::: Provided entries

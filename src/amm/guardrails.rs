//! Validações de entrada do AMM.
//! Toda falha carrega no contexto o campo ofendido, para logs e UI.

use super::error::Result;
use super::error_catalog::AmmErrorCode;
use super::types::{Bps, Wad, BPS_SCALE};
use crate::amm_err;

#[inline]
pub fn ensure_nonzero(field: &'static str, amount: Wad) -> Result<()> {
    if amount == 0 {
        return Err(amm_err!(AmmErrorCode::ZeroAmount, { "field" => field }));
    }
    Ok(())
}

/// Pool com liquidez nos dois lados.
#[inline]
pub fn ensure_reserves(reserve_in: Wad, reserve_out: Wad) -> Result<()> {
    if reserve_in == 0 || reserve_out == 0 {
        return Err(amm_err!(
            AmmErrorCode::InsufficientReserves,
            reserve_in => reserve_in,
            reserve_out => reserve_out,
        ));
    }
    Ok(())
}

#[inline]
pub fn ensure_fee(fee_bps: Bps) -> Result<()> {
    if fee_bps >= BPS_SCALE {
        return Err(amm_err!(AmmErrorCode::InvalidFee, fee_bps => fee_bps));
    }
    Ok(())
}
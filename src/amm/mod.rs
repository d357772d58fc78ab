pub mod types;
pub mod fixed_point;
pub mod guardrails;
pub mod reserves;
pub mod liquidity;
pub mod swap;
pub mod pricing;
pub mod config;
pub mod ledger;
pub mod events;
pub mod engine;

// referência BigRational (goldens)
pub mod ref_golden;

// módulos unificados de erro
pub mod error_catalog;
pub mod error;
pub mod error_map;

pub use config::AmmConfig;
pub use engine::{Amm, PoolSnapshot};
pub use error::{AmmError, Result};
pub use error_catalog::AmmErrorCode;
pub use events::{EventSink, NoopSink, PoolEvent, TracingSink};
pub use ledger::{InMemoryLedger, TokenLedger, TransferRejected};
pub use types::{AccountId, Asset, Direction, Reserves, Wad, U256, WAD};
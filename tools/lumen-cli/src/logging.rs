//! Tracing subscriber setup.

use tracing_subscriber::EnvFilter;

use crate::config::{LogFormat, LoggingConfig};

/// Pick the filter: `RUST_LOG` wins, then `--verbose`, then the config level.
fn filter(config: &LoggingConfig, verbose: bool) -> EnvFilter {
    EnvFilter::try_from_default_env().unwrap_or_else(|_| {
        let level = if verbose { "debug" } else { config.level.as_str() };
        EnvFilter::try_new(level).unwrap_or_else(|_| EnvFilter::new("warn"))
    })
}

/// Install the global subscriber. Logs go to stderr so `--json` output on
/// stdout stays parseable.
///
/// Safe to call multiple times (subsequent calls are no-ops).
pub fn init(config: &LoggingConfig, verbose: bool) {
    let builder = tracing_subscriber::fmt()
        .with_env_filter(filter(config, verbose))
        .with_writer(std::io::stderr)
        .with_target(false);

    let _ = match config.format {
        LogFormat::Json => builder.json().try_init(),
        LogFormat::Human => builder.compact().try_init(),
    };
}
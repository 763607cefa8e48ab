//! Listing results and pagination.

use serde::Serialize;

use crate::catalog::Product;

/// Pagination info.
#[derive(Debug, Clone, Copy, Serialize, PartialEq, Eq)]
pub struct Pagination {
    /// Current page (1-indexed).
    pub page: usize,
    /// Items per page.
    pub per_page: usize,
    /// Total number of items.
    pub total: usize,
    /// Total number of pages, at least 1.
    pub total_pages: usize,
    pub has_next: bool,
    pub has_prev: bool,
}

impl Pagination {
    /// Create pagination info. `page` and `per_page` are raised to 1.
    pub fn new(page: usize, per_page: usize, total: usize) -> Self {
        let page = page.max(1);
        let per_page = per_page.max(1);
        let total_pages = total.div_ceil(per_page).max(1);

        Self {
            page,
            per_page,
            total,
            total_pages,
            has_next: page < total_pages,
            has_prev: page > 1,
        }
    }

    /// Index of the first item on this page.
    pub fn offset(&self) -> usize {
        (self.page - 1).saturating_mul(self.per_page)
    }

    /// Page numbers for display, a window of at most `max_visible` around
    /// the current page.
    pub fn page_numbers(&self, max_visible: usize) -> Vec<usize> {
        if self.total_pages <= max_visible {
            return (1..=self.total_pages).collect();
        }

        let half = max_visible / 2;
        let current = self.page.min(self.total_pages);
        let start = current.saturating_sub(half).max(1);
        let end = (start + max_visible - 1).min(self.total_pages);
        let start = (end + 1).saturating_sub(max_visible).max(1);

        (start..=end).collect()
    }

    pub fn is_first(&self) -> bool {
        self.page == 1
    }

    pub fn is_last(&self) -> bool {
        self.page >= self.total_pages
    }

    /// First item number on this page (1-indexed), 0 when empty.
    pub fn start_item(&self) -> usize {
        if self.total == 0 || self.offset() >= self.total {
            0
        } else {
            self.offset() + 1
        }
    }

    /// Last item number on this page, 0 when empty.
    pub fn end_item(&self) -> usize {
        if self.start_item() == 0 {
            0
        } else {
            self.page.saturating_mul(self.per_page).min(self.total)
        }
    }
}

impl Default for Pagination {
    fn default() -> Self {
        Self::new(1, 24, 0)
    }
}

/// One page of a product listing.
#[derive(Debug, Clone, Serialize)]
pub struct Listing<'a> {
    pub items: Vec<&'a Product>,
    pub pagination: Pagination,
}

impl<'a> Listing<'a> {
    pub fn is_empty(&self) -> bool {
        self.items.is_empty()
    }

    pub fn len(&self) -> usize {
        self.items.len()
    }
}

::::::

_Description of the task_.
Return all the data exactly as given.

_Answer area_.
filename src/amm/guardrails.rs
//! Validações de entrada do AMM.
//! Toda falha carrega no contexto o campo ofendido, para logs e UI.

use super::error::Result;
use super::error_catalog::AmmErrorCode;
use super::types::{Bps, Wad, BPS_SCALE};
use crate::amm_err;

#[inline]
pub fn ensure_nonzero(field: &'static str, amount: Wad) -> Result<()> {
    if amount == 0 {
        return Err(amm_err!(AmmErrorCode::ZeroAmount, { "field" => field }));
    }
    Ok(())
}

/// Pool com liquidez nos dois lados.
#[inline]
pub fn ensure_reserves(reserve_in: Wad, reserve_out: Wad) -> Result<()> {
    if reserve_in == 0 || reserve_out == 0 {
        return Err(amm_err!(
            AmmErrorCode::InsufficientReserves,
            reserve_in => reserve_in,
            reserve_out => reserve_out,
        ));
    }
    Ok(())
}

#[inline]
pub fn ensure_fee(fee_bps: Bps) -> Result<()> {
    if fee_bps >= BPS_SCALE {
        return Err(amm_err!(AmmErrorCode::InvalidFee, fee_bps => fee_bps));
    }
    Ok(())
}
filename src/amm/mod.rs
repository d357772d58fc78ab
pub mod types;
pub mod fixed_point;
pub mod guardrails;
pub mod reserves;
pub mod liquidity;
pub mod swap;
pub mod pricing;
pub mod config;
pub mod ledger;
pub mod events;
pub mod engine;

// referência BigRational (goldens)
pub mod ref_golden;

// módulos unificados de erro
pub mod error_catalog;
pub mod error;
pub mod error_map;

pub use config::AmmConfig;
pub use engine::{Amm, PoolSnapshot};
pub use error::{AmmError, Result};
pub use error_catalog::AmmErrorCode;
pub use events::{EventSink, NoopSink, PoolEvent, TracingSink};
pub use ledger::{InMemoryLedger, TokenLedger, TransferRejected};
pub use types::{AccountId, Asset, Direction, Reserves, Wad, U256, WAD};
filename tools/lumen-cli/src/logging.rs
//! Tracing subscriber setup.

use tracing_subscriber::EnvFilter;

use crate::config::{LogFormat, LoggingConfig};

/// Pick the filter: `RUST_LOG` wins, then `--verbose`, then the config level.
fn filter(config: &LoggingConfig, verbose: bool) -> EnvFilter {
    EnvFilter::try_from_default_env().unwrap_or_else(|_| {
        let level = if verbose { "debug" } else { config.level.as_str() };
        EnvFilter::try_new(level).unwrap_or_else(|_| EnvFilter::new("warn"))
    })
}

/// Install the global subscriber. Logs go to stderr so `--json` output on
/// stdout stays parseable.
///
/// Safe to call multiple times (subsequent calls are no-ops).
pub fn init(config: &LoggingConfig, verbose: bool) {
    let builder = tracing_subscriber::fmt()
        .with_env_filter(filter(config, verbose))
        .with_writer(std::io::stderr)
        .with_target(false);

    let _ = match config.format {
        LogFormat::Json => builder.json().try_init(),
        LogFormat::Human => builder.compact().try_init(),
    };
}
repository 763607cefa8e48ab
//! Listing results and pagination.

use serde::Serialize;

use crate::catalog::Product;

/// Pagination info.
#[derive(Debug, Clone, Copy, Serialize, PartialEq, Eq)]
pub struct Pagination {
    /// Current page (1-indexed).
    pub page: usize,
    /// Items per page.
    pub per_page: usize,
    /// Total number of items.
    pub total: usize,
    /// Total number of pages, at least 1.
    pub total_pages: usize,
    pub has_next: bool,
    pub has_prev: bool,
}

impl Pagination {
    /// Create pagination info. `page` and `per_page` are raised to 1.
    pub fn new(page: usize, per_page: usize, total: usize) -> Self {
        let page = page.max(1);
        let per_page = per_page.max(1);
        let total_pages = total.div_ceil(per_page).max(1);

        Self {
            page,
            per_page,
            total,
            total_pages,
            has_next: page < total_pages,
            has_prev: page > 1,
        }
    }

    /// Index of the first item on this page.
    pub fn offset(&self) -> usize {
        (self.page - 1).saturating_mul(self.per_page)
    }

    /// Page numbers for display, a window of at most `max_visible` around
    /// the current page.
    pub fn page_numbers(&self, max_visible: usize) -> Vec<usize> {
        if self.total_pages <= max_visible {
            return (1..=self.total_pages).collect();
        }

        let half = max_visible / 2;
        let current = self.page.min(self.total_pages);
        let start = current.saturating_sub(half).max(1);
        let end = (start + max_visible - 1).min(self.total_pages);
        let start = (end + 1).saturating_sub(max_visible).max(1);

        (start..=end).collect()
    }

    pub fn is_first(&self) -> bool {
        self.page == 1
    }

    pub fn is_last(&self) -> bool {
        self.page >= self.total_pages
    }

    /// First item number on this page (1-indexed), 0 when empty.
    pub fn start_item(&self) -> usize {
        if self.total == 0 || self.offset() >= self.total {
            0
        } else {
            self.offset() + 1
        }
    }

    /// Last item number on this page, 0 when empty.
    pub fn end_item(&self) -> usize {
        if self.start_item() == 0 {
            0
        } else {
            self.page.saturating_mul(self.per_page).min(self.total)
        }
    }
}

impl Default for Pagination {
    fn default() -> Self {
        Self::new(1, 24, 0)
    }
}

/// One page of a product listing.
#[derive(Debug, Clone, Serialize)]
pub struct Listing<'a> {
    pub items: Vec<&'a Product>,
    pub pagination: Pagination,
}

impl<'a> Listing<'a> {
    pub fn is_empty(&self) -> bool {
        self.items.is_empty()
    }

    pub fn len(&self) -> usize {
        self.items.len()
    }
}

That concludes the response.